# [Task]
In full and word for word, copy the records that follow.

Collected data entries
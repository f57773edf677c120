//! Time update.
//!
//! Advances the shared [`WorldTime`](crate::resources::worldtime::WorldTime)
//! resource once per frame, before the schedule runs.
use bevy_ecs::prelude::*;

use crate::resources::worldtime::WorldTime;

/// Add `dt` seconds to `elapsed`, store it as `delta` and count the frame.
pub fn update_world_time(world: &mut World, dt: f32) {
    let mut wt = world.resource_mut::<WorldTime>();
    wt.elapsed += dt;
    wt.delta = dt;
    wt.frame_count += 1;
}
//! ECS resources made available to systems.
//!
//! This module groups the long-lived data injected into the ECS world and
//! accessed by systems during execution.
//!
//! Overview
//! - `audio` – audio requests queued during the frame
//! - `drawlist` – draw commands queued during the frame
//! - `gameconfig` – settings loaded from the INI file
//! - `gamestate` – collected counter, goal and pause flag
//! - `input` – input events waiting to be dispatched
//! - `lemons` – the lemon population, spawn placement and falling
//! - `worldtime` – session time and frame counter
pub mod audio;
pub mod drawlist;
pub mod gameconfig;
pub mod gamestate;
pub mod input;
pub mod lemons;
pub mod worldtime;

# [Result of the task]
repository f57773edf677c120
//! Time update.
//!
//! Advances the shared [`WorldTime`](crate::resources::worldtime::WorldTime)
//! resource once per frame, before the schedule runs.
use bevy_ecs::prelude::*;

use crate::resources::worldtime::WorldTime;

/// Add `dt` seconds to `elapsed`, store it as `delta` and count the frame.
pub fn update_world_time(world: &mut World, dt: f32) {
    let mut wt = world.resource_mut::<WorldTime>();
    wt.elapsed += dt;
    wt.delta = dt;
    wt.frame_count += 1;
}
//! ECS resources made available to systems.
//!
//! This module groups the long-lived data injected into the ECS world and
//! accessed by systems during execution.
//!
//! Overview
//! - `audio` – audio requests queued during the frame
//! - `drawlist` – draw commands queued during the frame
//! - `gameconfig` – settings loaded from the INI file
//! - `gamestate` – collected counter, goal and pause flag
//! - `input` – input events waiting to be dispatched
//! - `lemons` – the lemon population, spawn placement and falling
//! - `worldtime` – session time and frame counter
pub mod audio;
pub mod drawlist;
pub mod gameconfig;
pub mod gamestate;
pub mod input;
pub mod lemons;
pub mod worldtime;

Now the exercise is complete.